> **ACTION ITEM**:
What is needed is an exact copy of the line with "mod tracker;" and all lines that follow it in the entries below, the last line included.

********************

//! Order execution: the in-memory state cache, the lifecycle engine that
//! turns buy fills into stop-limit orders, the reconciler that keeps the
//! cache aligned with the broker's view of the world, the per-symbol
//! serializer that orders concurrent mutations, the durable store, and the
//! trailing-stop tracker.

mod core_state;
mod lifecycle;
mod persistence;
mod reconciler;
mod serializer;
mod tracker;

pub use core_state::CoreState;
pub use lifecycle::{FillOrigin, StopLimitLifecycleEngine};
pub use persistence::{order_from_parts, PersistenceError, Store};
pub use reconciler::StateReconciler;
pub use serializer::{PerSymbolSerializer, SymbolGuard};
pub use tracker::{run_quote_debounce, Quote, TrailingStopTracker};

********************

> **SOLUTION FOR THIS PROBLEM**:
mod tracker;

pub use core_state::CoreState;
pub use lifecycle::{FillOrigin, StopLimitLifecycleEngine};
pub use persistence::{order_from_parts, PersistenceError, Store};
pub use reconciler::StateReconciler;
pub use serializer::{PerSymbolSerializer, SymbolGuard};
pub use tracker::{run_quote_debounce, Quote, TrailingStopTracker};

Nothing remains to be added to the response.